::: Records supplied

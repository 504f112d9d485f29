#![deny(missing_docs)]
//! Paginated cursors over remote paged queries.
//!
//! A [`Collection`] sits in front of a [`PageSource`](waend_types::PageSource):
//! it stores every item it has seen by id and caches every page it has
//! fetched, keyed by query name and page number. [`Fragment`]s opened from a
//! collection navigate one query page by page; pages already in the cache
//! are served without touching the source.
//!
//! Cache retention is set with [`CacheConfig`]. The default keeps every
//! page; a bound turns each query's cache into an LRU of that many pages.

pub mod cache;
pub mod collection;
pub mod config;
pub mod fragment;

pub use cache::PageCache;
pub use collection::Collection;
pub use config::CacheConfig;
pub use fragment::{Fragment, Totals};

::::::

• [About this exercise]:
Find the line containing "touching the source.", then output it and every line after it to the end of the data, exactly.

• [Output]:
//! are served without touching the source.
//!
//! Cache retention is set with [`CacheConfig`]. The default keeps every
//! page; a bound turns each query's cache into an LRU of that many pages.

pub mod cache;
pub mod collection;
pub mod config;
pub mod fragment;

pub use cache::PageCache;
pub use collection::Collection;
pub use config::CacheConfig;
pub use fragment::{Fragment, Totals};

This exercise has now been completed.